Natural gas imbalances at December 31, 2010 and 2009 were 28,370 million British thermal units (“MMBtu”) and 15,139 MMBtu, respectively, over-delivered to ENP, the value of which was approximately $0.1 million and $0.1 million, respectively.
Marketing Revenues and Expenses
In March 2007, ENP acquired a crude oil pipeline and a natural gas pipeline as part of the Big Horn Basin acquisition. Natural gas volumes are purchased from numerous gas producers at the inlet of the pipeline and resold downstream to various local and off-system markets. In addition, pipeline tariffs are collected for transportation through the crude oil pipeline.
Marketing revenues includes the sales of oil and natural gas purchased from third parties, as well as pipeline tariffs charged for transportation volumes through ENP’s pipelines. Marketing revenues derived from sales of oil or natural gas purchased from third parties are recognized when persuasive evidence of a sales arrangement exists, delivery has occurred, the sales price is fixed or determinable, and collectibility is reasonably assured. As ENP takes title to the oil and natural gas and has risks and rewards of ownership, these transactions are presented gross in the accompanying Consolidated Statements of Operations, unless they meet the criteria for netting as outlined in the “Accounting for Purchases and Sales of Inventory with the Same Counterparty” topic of the FASC.
Shipping Costs
Shipping costs in the form of pipeline fees and trucking costs paid to third parties are incurred to transport oil and natural gas production from certain properties to a different market location for ultimate sale. These costs are included in “Production taxes and marketing,” in the accompanying Consolidated Statements of Operations.
Derivatives
ENP uses various financial instruments for non-trading purposes to manage and reduce price volatility and other market risks associated with its oil and natural gas production. These arrangements are structured to reduce ENP’s exposure to commodity price decreases, but they can also limit the benefit ENP might otherwise receive from commodity price increases. ENP’s risk management activity is generally accomplished through over-the-counter derivative contracts with large financial institutions, all of which are lenders underwriting ENP’s revolving credit facility. ENP also uses derivative instruments in the form of interest rate swaps, which hedge risk related to interest rate fluctuation.

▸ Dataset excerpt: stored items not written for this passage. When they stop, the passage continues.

//! Storage Layer - SQLite-backed persistence
//!
//! System of record is SQLite with a single table:
//! - coordinates(id, latitude, longitude)
//!
//! The schema carries a version stamp (`PRAGMA user_version`). Opening a
//! database stamped with an older version drops the table and recreates it;
//! all rows are lost by design.

pub mod schema;
pub mod sqlite;

pub use sqlite::{DATABASE_PROVIDER, VisitedStore};
use serde::{Deserialize, Serialize};
use std::path::{Path, PathBuf};

#[derive(Debug, Clone, Serialize, Deserialize, Default)]
pub struct VisitedConfig {
    pub database: Option<String>,
}

pub fn default_config_path() -> PathBuf {
    PathBuf::from("visited.toml")
}

pub fn default_database_path() -> PathBuf {
    PathBuf::from("visited.db")
}

pub fn load_config(path: Option<&Path>) -> anyhow::Result<Option<VisitedConfig>> {
    let path = path
        .map(Path::to_path_buf)
        .unwrap_or_else(default_config_path);
    if !path.exists() {
        return Ok(None);
    }

    let contents = std::fs::read_to_string(&path)?;
    let config: VisitedConfig = toml::from_str(&contents)?;
    Ok(Some(config))
}

/// Resolve the database path: explicit flag, then config file, then default
pub fn resolve_database(flag: Option<PathBuf>, config: Option<&VisitedConfig>) -> PathBuf {
    if let Some(path) = flag {
        return path;
    }
    config
        .and_then(|c| c.database.as_deref())
        .map(PathBuf::from)
        .unwrap_or_else(default_database_path)
}

pub fn ensure_db_dir(db_path: &Path) -> anyhow::Result<()> {
    if let Some(parent) = db_path.parent() {
        if !parent.as_os_str().is_empty() && !parent.exists() {
            std::fs::create_dir_all(parent)?;
        }
    }
    Ok(())
}
//! Visited CLI - record and query approximate visited locations

use clap::{Parser, Subcommand};
use std::path::PathBuf;
use tracing_subscriber::{EnvFilter, fmt, prelude::*};
use visited::{ApproximateLocation, VisitedStore, config};

#[derive(Parser)]
#[command(name = "visited")]
#[command(version)]
#[command(about = "Persistent store of approximate visited locations")]
#[command(long_about = r#"
Visited keeps a durable log of approximate latitude/longitude samples and
answers rectangular range queries over them.

Example usage:
  visited insert --latitude 51.5074 --longitude -0.1278
  visited import --file samples.json
  visited within --lat-max 52 --lon-min -1 --lat-min 51 --lon-max 0
"#)]
struct Cli {
    /// Enable verbose logging
    #[arg(short, long, global = true)]
    verbose: bool,

    /// Path to the database file (overrides visited.toml)
    #[arg(short, long, global = true)]
    database: Option<PathBuf>,

    #[command(subcommand)]
    command: Commands,
}

#[derive(Subcommand)]
enum Commands {
    /// Record a single location
    Insert {
        #[arg(long, allow_hyphen_values = true)]
        latitude: f64,

        #[arg(long, allow_hyphen_values = true)]
        longitude: f64,

        /// Provider tag for the sample
        #[arg(short, long, default_value = "manual")]
        provider: String,
    },

    /// Batch-insert locations from a JSON array
    Import {
        /// Path to a JSON file: [{"latitude": .., "longitude": ..}, ..]
        #[arg(short, long)]
        file: PathBuf,
    },

    /// List every stored location, longitude descending
    List {
        /// Emit JSON instead of human-readable lines
        #[arg(long)]
        json: bool,
    },

    /// List locations inside a bounding box, latitude descending
    Within {
        /// Latitude of the upper-left corner
        #[arg(long, allow_hyphen_values = true)]
        lat_max: f64,

        /// Longitude of the upper-left corner
        #[arg(long, allow_hyphen_values = true)]
        lon_min: f64,

        /// Latitude of the lower-right corner
        #[arg(long, allow_hyphen_values = true)]
        lat_min: f64,

        /// Longitude of the lower-right corner
        #[arg(long, allow_hyphen_values = true)]
        lon_max: f64,

        /// Emit JSON instead of human-readable lines
        #[arg(long)]
        json: bool,
    },

    /// Delete every stored location
    Clear {
        /// Confirm the irreversible deletion
        #[arg(long)]
        yes: bool,
    },

    /// Show row count and database location
    Stats,
}

fn main() -> anyhow::Result<()> {
    let cli = Cli::parse();

    // Initialize logging
    let filter = if cli.verbose {
        EnvFilter::new("debug")
    } else {
        EnvFilter::new("info")
    };

    tracing_subscriber::registry()
        .with(fmt::layer())
        .with(filter)
        .init();

    let loaded = config::load_config(None)?;
    let database = config::resolve_database(cli.database, loaded.as_ref());
    config::ensure_db_dir(&database)?;
    let store = VisitedStore::open(&database)?;

    match cli.command {
        Commands::Insert {
            latitude,
            longitude,
            provider,
        } => {
            let id = store.insert(&ApproximateLocation::new(provider, latitude, longitude))?;
            println!("Inserted row {id}");
        }

        Commands::Import { file } => {
            let contents = std::fs::read_to_string(&file)?;
            let locations: Vec<ApproximateLocation> = serde_json::from_str(&contents)?;
            let inserted = store.insert_batch(&locations)?;
            println!("Imported {inserted} locations from {}", file.display());
        }

        Commands::List { json } => {
            let locations = store.select_all()?;
            print_locations(&locations, json)?;
        }

        Commands::Within {
            lat_max,
            lon_min,
            lat_min,
            lon_max,
            json,
        } => {
            let upper_left = ApproximateLocation::new("query", lat_max, lon_min);
            let lower_right = ApproximateLocation::new("query", lat_min, lon_max);
            let locations = store.select_visited(&upper_left, &lower_right)?;
            print_locations(&locations, json)?;
        }

        Commands::Clear { yes } => {
            if !yes {
                anyhow::bail!("clear deletes every stored location; pass --yes to confirm");
            }
            store.delete_all()?;
            println!("Deleted all locations");
        }

        Commands::Stats => {
            println!("Database: {}", database.display());
            println!("Locations: {}", store.count()?);
        }
    }

    Ok(())
}

fn print_locations(locations: &[ApproximateLocation], json: bool) -> anyhow::Result<()> {
    if json {
        println!("{}", serde_json::to_string_pretty(locations)?);
    } else if locations.is_empty() {
        println!("(no locations)");
    } else {
        for location in locations {
            println!("{location}");
        }
    }
    Ok(())
}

ENP applies the provisions of the “Derivatives” topic of the FASC, which requires each derivative instrument to be recorded in the balance sheet at fair value. If a derivative has not been designated as a hedge or does not otherwise qualify for hedge accounting, it must be adjusted to fair value through earnings. However, if a derivative qualifies for hedge accounting, depending on the nature of the hedge, the effective portion of changes in fair value can be recognized in accumulated other comprehensive income or loss within partners’ equity until such time as the hedged item is recognized in earnings. In order to qualify for cash flow hedge accounting, the cash flows from the hedging instrument must be highly effective in offsetting changes in cash flows of the hedged item. In addition, all hedging relationships must be designated, documented, and reassessed periodically.

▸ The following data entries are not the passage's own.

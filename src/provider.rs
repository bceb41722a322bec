//! The capability exposed to callers needing coordinate persistence

use crate::Result;
use crate::location::ApproximateLocation;

/// Durable CRUD plus bounding-box queries over location samples.
///
/// [`VisitedStore`](crate::VisitedStore) is the implementation; callers
/// depend on this trait so the storage engine stays swappable at the seam.
pub trait LocationProvider {
    /// Insert a single sample, returning its assigned row id
    fn insert(&self, location: &ApproximateLocation) -> Result<i64>;

    /// Insert many samples; each row commits independently
    fn insert_batch(&self, locations: &[ApproximateLocation]) -> Result<usize>;

    /// Remove every stored sample. Irreversible.
    fn delete_all(&self) -> Result<()>;

    /// Every stored sample, longitude descending
    fn select_all(&self) -> Result<Vec<ApproximateLocation>>;

    /// Samples inside the box spanned by `upper_left` and `lower_right`,
    /// latitude descending
    fn select_visited(
        &self,
        upper_left: &ApproximateLocation,
        lower_right: &ApproximateLocation,
    ) -> Result<Vec<ApproximateLocation>>;
}
use std::path::PathBuf;

use anyhow::Result;
use clap::Parser;
use tracing_subscriber::filter::LevelFilter;

use crate::config::Config;
use crate::daemon::Daemon;

mod config;
mod daemon;
mod etx;
mod routes;
mod sysctl;

#[derive(Parser)]
#[command(name = "wispd", about = "OLSRv2 mesh routing daemon")]
struct Cli {
    /// Sets a custom config file
    #[arg(
        short,
        long,
        value_name = "FILE",
        default_value = "/etc/wisp/wispd.toml"
    )]
    config: PathBuf,

    /// Enables verbose output on STDOUT
    #[arg(short, long)]
    verbose: bool,
}

fn main() -> Result<()> {
    let cli = Cli::parse();

    let level = if cli.verbose {
        LevelFilter::DEBUG
    } else {
        LevelFilter::INFO
    };
    tracing_subscriber::fmt().with_max_level(level).init();

    let cfg = Config::from_file(&cli.config)?;

    let runtime = tokio::runtime::Builder::new_current_thread()
        .enable_all()
        .build()?;
    runtime.block_on(async {
        let daemon = Daemon::new(cfg)?;
        daemon.run().await
    })
}
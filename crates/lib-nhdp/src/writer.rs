//! HELLO emission, one message per interface and address family.

use wisp_core::addr::{AddrFamily, NetAddr};
use wisp_core::timer::TimerWheel;
use wisp_rfc5444::iana;
use wisp_rfc5444::metric;
use wisp_rfc5444::time_tlv;
use wisp_rfc5444::writer::MessageBuilder;
use wisp_rfc5444::EncodeError;

use crate::db::{LinkStatus, NaddrId};
use crate::interfaces::{IfaceId, IfaceMode};
use crate::Nhdp;

/// Which families one interface emits HELLOs for.
pub fn hello_families(mode: IfaceMode) -> &'static [AddrFamily] {
    match mode {
        IfaceMode::Ipv4 => &[AddrFamily::Ipv4],
        IfaceMode::Ipv6 => &[AddrFamily::Ipv6],
        IfaceMode::Dual => &[AddrFamily::Ipv4, AddrFamily::Ipv6],
    }
}

/// Build the HELLO for one interface and message family.
///
/// An IPv6 message of a dual-stack interface carries the IPv4 addresses
/// embedded; an IPv4 message never carries IPv6. Returns `None` when the
/// interface has nothing to say in this family.
pub fn build_hello(
    nhdp: &Nhdp,
    wheel: &TimerWheel,
    iface_id: IfaceId,
    family: AddrFamily,
) -> Result<Option<Vec<u8>>, EncodeError> {
    let iface = nhdp.interfaces.index(iface_id);
    let timers = nhdp.timers;

    let addr_len = family.addr_len() as u8;
    let mut builder = MessageBuilder::new(iana::MSGTYPE_HELLO, addr_len);

    // family the message cannot carry
    let blocked = match (iface.mode, family) {
        (IfaceMode::Ipv4, _) | (_, AddrFamily::Ipv4) => Some(AddrFamily::Ipv6),
        (IfaceMode::Ipv6, _) => Some(AddrFamily::Ipv4),
        _ => None,
    };
    let carries = |addr: &NetAddr| Some(addr.family()) != blocked;

    let originator = nhdp.originator(family);
    if !originator.is_unspec() {
        builder.set_originator(*originator);
    } else if family == AddrFamily::Ipv6 && !nhdp.originator_v4.is_unspec() && blocked.is_none() {
        builder.set_originator(nhdp.originator_v4.embed_ipv4_compatible());
    }

    builder.add_message_tlv(
        iana::MSGTLV_INTERVAL_TIME,
        0,
        &[time_tlv::encode(iface.timing.refresh_interval)],
    );
    builder.add_message_tlv(
        iana::MSGTLV_VALIDITY_TIME,
        0,
        &[time_tlv::encode(iface.timing.h_hold)],
    );
    builder.add_message_tlv(iana::MSGTLV_MPR_WILLING, 0, &[iface.willingness & 0x0f]);

    // local interface addresses, ours first
    for (check_id, check_iface) in nhdp.interfaces.iter() {
        for (addr, &ifaddr_id) in &check_iface.addresses {
            if !carries(addr) {
                continue;
            }
            if nhdp.interfaces.ifaddrs.index(ifaddr_id).removed {
                continue;
            }
            let value = if check_id == iface_id {
                iana::LOCALIF_THIS_IF
            } else {
                iana::LOCALIF_OTHER_IF
            };
            builder.add_address_tlv(*addr, iana::ADDRTLV_LOCAL_IF, 0, &[value]);
        }
    }

    // neighbor addresses with their status
    let naddr_ids: Vec<(NetAddr, NaddrId)> = nhdp
        .db
        .naddr_index
        .iter()
        .map(|(addr, id)| (*addr, *id))
        .collect();
    for (addr, naddr_id) in naddr_ids {
        if !carries(&addr) {
            continue;
        }
        let naddr = nhdp.db.naddrs.index(naddr_id);
        let neighbor = nhdp.db.neighbors.index(naddr.neighbor);
        let lost = nhdp.db.naddr_is_lost(wheel, &timers, naddr_id);

        let laddr = nhdp.interfaces.laddr_lookup(iface_id, &addr);
        let mut link_status: Option<u8> = None;
        let mut other_neigh: Option<u8> = None;

        if lost {
            other_neigh = Some(iana::OTHERNEIGHB_LOST);
        } else {
            if let Some(laddr_id) = laddr {
                let link = nhdp.db.links.index(nhdp.db.laddrs.index(laddr_id).link);
                if link.interface == iface_id {
                    link_status = link.status.tlv_value();
                }
            }
            if neighbor.symmetric > 0 && link_status != Some(iana::LINKSTATUS_SYMMETRIC) {
                other_neigh = Some(iana::OTHERNEIGHB_SYMMETRIC);
            }
        }

        builder.add_address(addr);
        if let Some(value) = link_status {
            builder.add_address_tlv(addr, iana::ADDRTLV_LINK_STATUS, 0, &[value]);
        }
        if let Some(value) = other_neigh {
            builder.add_address_tlv(addr, iana::ADDRTLV_OTHER_NEIGHB, 0, &[value]);
        }

        if let Some(laddr_id) = laddr {
            let link_id = nhdp.db.laddrs.index(laddr_id).link;
            let link = nhdp.db.links.index(link_id);

            // our MPR selection rides on the link addresses
            let flooding = link.flooding_mpr;
            let routing = link.domains.iter().any(|d| d.routing_mpr);
            if flooding || routing {
                let value = match (flooding, routing) {
                    (true, true) => iana::MPR_FLOOD_ROUTE,
                    (true, false) => iana::MPR_FLOODING,
                    _ => iana::MPR_ROUTING,
                };
                builder.add_address_tlv(addr, iana::ADDRTLV_MPR, 0, &[value]);
            }

            // link metrics, compressed: equal encoded costs share a TLV
            for domain in nhdp.domains.iter() {
                let link_usable =
                    matches!(link.status, LinkStatus::Heard | LinkStatus::Symmetric);
                let neigh_usable = neighbor.symmetric > 0
                    && (link_status == Some(iana::LINKSTATUS_SYMMETRIC)
                        || other_neigh == Some(iana::OTHERNEIGHB_SYMMETRIC));

                let data = &link.domains[domain.index];
                let neigh_data = &neighbor.domains[domain.index];
                let direction_flags = [
                    iana::LINKMETRIC_INCOMING_LINK,
                    iana::LINKMETRIC_OUTGOING_LINK,
                    iana::LINKMETRIC_INCOMING_NEIGH,
                    iana::LINKMETRIC_OUTGOING_NEIGH,
                ];
                let costs = [
                    link_usable.then_some(data.metric_in),
                    link_usable.then_some(data.metric_out),
                    neigh_usable.then_some(neigh_data.metric_in),
                    neigh_usable.then_some(neigh_data.metric_out),
                ];

                let mut unsent: Vec<Option<u16>> = costs
                    .iter()
                    .map(|c| c.filter(|c| *c < metric::LINK_COST_INFINITE).map(metric::encode))
                    .collect();

                for i in 0..4 {
                    let Some(encoded) = unsent[i] else {
                        continue;
                    };
                    let mut tlv_value = encoded;
                    for (j, flag) in direction_flags.iter().enumerate().skip(i) {
                        if unsent[j] == Some(encoded) {
                            tlv_value |= *flag;
                            unsent[j] = None;
                        }
                    }
                    builder.add_address_tlv(
                        addr,
                        iana::ADDRTLV_LINK_METRIC,
                        domain.ext,
                        &tlv_value.to_be_bytes(),
                    );
                }
            }
        }
    }

    if !builder.has_addresses() {
        return Ok(None);
    }
    builder.finish().map(Some)
}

ENP elected to designate its outstanding interest rate swaps as cash flow hedges through December 31, 2010. The effective portion of the mark-to-market gain or loss on these derivative instruments is recorded in “Accumulated other comprehensive loss” on the accompanying Consolidated Balance Sheets and reclassified into earnings in the same period in which the hedged transaction affects earnings. Any ineffective portion of the mark-to-market gain or loss is recognized in earnings and included in “Derivative fair value loss (gain)” in the accompanying Consolidated Statements of Operations. Effective January 1, 2011, ENP elected to de-designate its outstanding interest rate swaps as cash flow hedges and therefore, will begin to recognize changes in the fair market value of its interest rate swaps in the Consolidated Statement of Operations beginning in 2011.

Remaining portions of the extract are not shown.